**Your goal**
Identify all lines in the data containing the string "FieldDescriptor". Copy them out.

**Data for the task**

//! Connection wrapper running reconciliation, commands and queries.

use tracing::{debug, info};

use crate::dialect::PgDialect;
use crate::error::{Error, Result};
use crate::query::{Command, CommandKind, FilterCompiler};
use crate::record::{FieldDescriptor, Record};
use crate::schema::catalog::{self, TableCatalog};
use crate::schema::{IndexSpec, Reconciler, SchemaPlan};
use crate::value::Row;

use super::{Cursor, SqlConnection};

/// A [`SqlConnection`] paired with the dialect that generates its SQL.
///
/// Every operation runs to completion before returning; statements go
/// through the open transaction when there is one.
#[derive(Debug)]
pub struct Connection<C> {
    conn: C,
    dialect: PgDialect,
}

impl<C: SqlConnection> Connection<C> {
    /// Wraps a connection with the default dialect.
    #[must_use]
    pub fn new(conn: C) -> Self {
        Self::with_dialect(conn, PgDialect::new())
    }

    /// Wraps a connection with the given dialect.
    #[must_use]
    pub const fn with_dialect(conn: C, dialect: PgDialect) -> Self {
        Self { conn, dialect }
    }

    /// The dialect.
    #[must_use]
    pub const fn dialect(&self) -> &PgDialect {
        &self.dialect
    }

    /// The wrapped connection.
    #[must_use]
    pub const fn inner(&self) -> &C {
        &self.conn
    }

    /// Mutable access to the wrapped connection.
    pub const fn inner_mut(&mut self) -> &mut C {
        &mut self.conn
    }

    /// Unwraps the connection.
    #[must_use]
    pub fn into_inner(self) -> C {
        self.conn
    }

    async fn query(&mut self, sql: &str) -> Result<Cursor> {
        debug!(sql = %sql, "Executing query");
        let set = self.conn.query_rows(sql).await?;
        Ok(Cursor::new(set, self.dialect.clone()))
    }

    async fn run_ddl(&mut self, statements: &[String]) -> Result<()> {
        for sql in statements {
            debug!(sql = %sql, "Executing SQL");
            self.conn
                .exec(sql)
                .await
                .map_err(|e| Error::DdlExecution {
                    statement: sql.clone(),
                    source: Box::new(e),
                })?;
        }
        Ok(())
    }

    /// Whether `table` exists in the current schema.
    ///
    /// # Errors
    ///
    /// Returns the engine error, or a coercion error for an unexpected
    /// reply.
    pub async fn has_table(&mut self, table: &str) -> Result<bool> {
        let mut cursor = self.query(&catalog::table_exists_query(table)).await?;
        match cursor.fetch() {
            Some(row) => Ok(row?.get_as::<i64>("count")? > 0),
            None => Ok(false),
        }
    }

    /// Reads the live catalog of `table`; `None` when it does not exist.
    async fn introspect(&mut self, table: &str) -> Result<Option<TableCatalog>> {
        if !self.has_table(table).await? {
            return Ok(None);
        }
        let rows = self
            .query(&catalog::columns_query(table))
            .await?
            .fetch_all()?;
        catalog::catalog_from_rows(&rows).map(Some)
    }

    /// Creates or alters `table` to match the record type `T`.
    ///
    /// # Errors
    ///
    /// See [`ensure_table_with`](Self::ensure_table_with).
    pub async fn ensure_table<T: Record>(
        &mut self,
        table: &str,
        keys: &[&str],
    ) -> Result<SchemaPlan> {
        self.ensure_table_with(table, keys, T::schema().fields()).await
    }

    /// Creates or alters `table` to match `fields` and returns the plan
    /// that was applied.
    ///
    /// The catalog is read fresh on every call. A second call with the
    /// same fields finds nothing to do and issues no DDL.
    ///
    /// # Errors
    ///
    /// - [`Error::SchemaIntrospection`] when the catalog cannot be read.
    /// - [`Error::StructuralType`] / [`Error::DuplicateColumn`] before any
    ///   DDL is sent.
    /// - [`Error::DdlExecution`] carrying the failing statement.
    pub async fn ensure_table_with(
        &mut self,
        table: &str,
        keys: &[&str],
        fields: &[FieldDescriptor],
    ) -> Result<SchemaPlan> {
        let catalog = self
            .introspect(table)
            .await
            .map_err(|e| Error::SchemaIntrospection {
                table: table.to_string(),
                source: Box::new(e),
            })?;
        let plan = self
            .dialect
            .plan_table(table, keys, fields, catalog.as_ref())?;
        match &plan {
            SchemaPlan::Create(_) => info!(table = %table, "Creating table"),
            SchemaPlan::Alter { actions, .. } => {
                info!(table = %table, changes = actions.len(), "Altering table");
            }
            SchemaPlan::Unchanged => debug!(table = %table, "Table is up to date"),
        }
        self.run_ddl(&plan.statements()).await?;
        Ok(plan)
    }

    /// Drops and recreates an index.
    ///
    /// # Errors
    ///
    /// Returns [`Error::CommandShape`] for an index without fields or
    /// [`Error::DdlExecution`] for a failing statement.
    pub async fn ensure_index(&mut self, table: &str, index: &IndexSpec) -> Result<()> {
        let statements = self.dialect.plan_index(table, index)?;
        info!(table = %table, index = %index.name, "Rebuilding index");
        self.run_ddl(&statements).await
    }

    /// Drops `table` if it exists.
    ///
    /// # Errors
    ///
    /// Returns [`Error::DdlExecution`] when the statement fails.
    pub async fn drop_table(&mut self, table: &str) -> Result<()> {
        info!(table = %table, "Dropping table");
        self.run_ddl(&[format!("DROP TABLE IF EXISTS {table}")]).await
    }

    /// Runs an insert, update, delete or raw statement and returns the
    /// number of affected rows.
    ///
    /// # Errors
    ///
    /// Returns [`Error::CommandShape`] for selects and for inserts or
    /// updates without payload, otherwise the engine error.
    pub async fn execute(&mut self, command: &Command, data: Option<&Row>) -> Result<u64> {
        if command.kind() == CommandKind::Select {
            return Err(Error::CommandShape(
                "select commands return rows, open a cursor instead".to_string(),
            ));
        }
        let compiled = self.dialect.compile_command(command, data)?;
        debug!(sql = %compiled.sql, kind = %compiled.kind, "Executing SQL");
        self.conn.exec(&compiled.sql).await
    }

    /// Inserts a record into `table`.
    ///
    /// # Errors
    ///
    /// See [`execute`](Self::execute).
    pub async fn insert<T: Record>(&mut self, table: &str, record: &T) -> Result<u64> {
        self.execute(&Command::insert(table), Some(&record.to_row()))
            .await
    }

    /// Runs a select or raw query and returns a cursor over its rows.
    ///
    /// # Errors
    ///
    /// Returns [`Error::CommandShape`] for commands that return no rows.
    pub async fn cursor(&mut self, command: &Command) -> Result<Cursor> {
        if !command.kind().returns_rows() {
            return Err(Error::CommandShape(format!(
                "{} commands return no rows",
                command.kind()
            )));
        }
        let compiled = self.dialect.compile_command(command, None)?;
        self.query(&compiled.sql).await
    }

    /// Counts the rows matching the command's table and filter.
    ///
    /// # Errors
    ///
    /// Returns [`Error::CommandShape`] for raw SQL commands.
    pub async fn count(&mut self, command: &Command) -> Result<i64> {
        let sql = self.dialect.compile_count(command)?;
        let mut cursor = self.query(&sql).await?;
        match cursor.fetch() {
            Some(row) => row?.get_as("count"),
            None => Ok(0),
        }
    }

    /// Opens a transaction.
    ///
    /// # Errors
    ///
    /// Returns [`Error::TransactionState`] when one is already open.
    pub async fn begin(&mut self) -> Result<()> {
        if self.conn.in_transaction() {
            return Err(Error::TransactionState(
                "begin called inside a transaction".to_string(),
            ));
        }
        debug!("Beginning transaction");
        self.conn.begin().await
    }

    /// Commits the open transaction.
    ///
    /// # Errors
    ///
    /// Returns [`Error::TransactionState`] when none is open.
    pub async fn commit(&mut self) -> Result<()> {
        if !self.conn.in_transaction() {
            return Err(Error::TransactionState(
                "commit called outside a transaction".to_string(),
            ));
        }
        debug!("Committing transaction");
        self.conn.commit().await
    }

    /// Rolls back the open transaction.
    ///
    /// # Errors
    ///
    /// Returns [`Error::TransactionState`] when none is open.
    pub async fn rollback(&mut self) -> Result<()> {
        if !self.conn.in_transaction() {
            return Err(Error::TransactionState(
                "rollback called outside a transaction".to_string(),
            ));
        }
        debug!("Rolling back transaction");
        self.conn.rollback().await
    }

    /// Whether a transaction is open.
    #[must_use]
    pub fn in_transaction(&self) -> bool {
        self.conn.in_transaction()
    }
}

**Output for this task**
use crate::record::{FieldDescriptor, Record};
        fields: &[FieldDescriptor],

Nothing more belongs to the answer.